Gustavo Martín Garzo

9788478447336La razón última por la que contamos a un niño una historia es buscando su felicidad. No creo que haya una razón de más peso para hacerlo. Hay otras: que esa historia le enseñe a ser generoso, a amar la naturaleza y a los animales, a confiar en los que quiere, a no tener miedo. Pero lo esencial es que le haga feliz escucharla. Si no ¿para qué se la contaríamos? Es como cocinar para él. Lo hacemos porque necesita alimentarse, pero ese mundo de bizcochos, tartas de crema, natillas y leche frita, pertenece al mundo del alma, que es la parte menos doctrinal y previsible del hombre, porque el alma ama vivir sin porqués.
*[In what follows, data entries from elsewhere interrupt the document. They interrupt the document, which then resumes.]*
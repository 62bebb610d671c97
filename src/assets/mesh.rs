/// Extents below this are treated as a flat or empty box.
const EPSILON: f32 = 0.0001;

/// A simple mesh: flat attribute arrays sharing one vertex index space, and a
/// single triangle-list index buffer.
#[derive(Debug, Clone, PartialEq)]
pub struct MeshData {
    /// XYZ per vertex.
    pub positions: Vec<f32>,
    /// XYZ per vertex, empty if the mesh has no normals.
    pub normals: Vec<f32>,
    /// UV per vertex, empty if the mesh has no texture coordinates.
    pub uvs: Vec<f32>,
    pub indices: Vec<u32>,
}

impl MeshData {
    pub fn vertex_count(&self) -> usize {
        self.positions.len() / 3
    }

    pub fn index_count(&self) -> usize {
        self.indices.len()
    }

    pub fn triangle_count(&self) -> usize {
        self.indices.len() / 3
    }

    pub fn bounding_box(&self) -> BoundingBox {
        BoundingBox::from_positions(&self.positions)
    }
}

/// Number of triangles a fan over `vertex_count` vertices produces.
pub fn fan_triangle_count(vertex_count: usize) -> usize {
    vertex_count.saturating_sub(2)
}

/// Splits a polygon into triangles that all share its first vertex:
/// (v0, v1, v2), (v0, v2, v3), ... Only correct for convex, planar polygons;
/// anything with fewer than three vertices emits nothing.
pub fn fan_triangulate(polygon: &[u32], out: &mut Vec<u32>) {
    let Some((&pivot, rest)) = polygon.split_first() else {
        return;
    };
    for pair in rest.windows(2) {
        out.extend_from_slice(&[pivot, pair[0], pair[1]]);
    }
}

/// Axis-aligned bounds of a set of positions.
#[derive(Debug, Clone, Copy, PartialEq)]
pub struct BoundingBox {
    pub min: [f32; 3],
    pub max: [f32; 3],
}

impl BoundingBox {
    pub const EMPTY: BoundingBox = BoundingBox {
        min: [0.0; 3],
        max: [0.0; 3],
    };

    /// Computes the bounds of a flat XYZ array. An empty array yields
    /// [`BoundingBox::EMPTY`].
    pub fn from_positions(positions: &[f32]) -> BoundingBox {
        let mut points = positions.chunks_exact(3);
        let Some(first) = points.next() else {
            return BoundingBox::EMPTY;
        };
        let mut min = [first[0], first[1], first[2]];
        let mut max = min;
        for point in points {
            for axis in 0..3 {
                min[axis] = min[axis].min(point[axis]);
                max[axis] = max[axis].max(point[axis]);
            }
        }
        BoundingBox { min, max }
    }

    pub fn extents(&self) -> [f32; 3] {
        [
            self.max[0] - self.min[0],
            self.max[1] - self.min[1],
            self.max[2] - self.min[2],
        ]
    }

    pub fn center(&self) -> [f32; 3] {
        [
            (self.min[0] + self.max[0]) * 0.5,
            (self.min[1] + self.max[1]) * 0.5,
            (self.min[2] + self.max[2]) * 0.5,
        ]
    }

    pub fn max_dimension(&self) -> f32 {
        let [w, h, d] = self.extents();
        w.max(h).max(d)
    }

    /// Scale that fits the largest dimension to 1.0.
    pub fn normalization_scale(&self) -> f32 {
        let max_dimension = self.max_dimension();
        if max_dimension > EPSILON {
            1.0 / max_dimension
        } else {
            1.0
        }
    }
}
Borges decía que quien escribe para niños puede quedar contaminado de puerilidad. Y es cierto, pero no lo es menos que el problema no está en los riesgos que se corren sino en cómo logramos salvarlos. Además ¿qué es ser pueril? Somos pueriles cuando jugamos con un niño pequeño o cuando paseamos con un perro. Somos pueriles cuando amamos a alguien, cuando nos arreglamos para ir a una fiesta o cuando bailamos, y lo seremos definitivamente cuando nos hagamos ancianos. Don Quijote es pueril, y muchos personajes de Kafka también lo son. Incluso me atrevería a decir, que la lectura es un acto pueril, ya que nos instala en el mundo de la irrealidad. En ese caso ¿por qué habría de ser mala? La puerilidad no se confunde con la niñería. Tenemos vidas reales pero nos enamoramos de vidas irreales.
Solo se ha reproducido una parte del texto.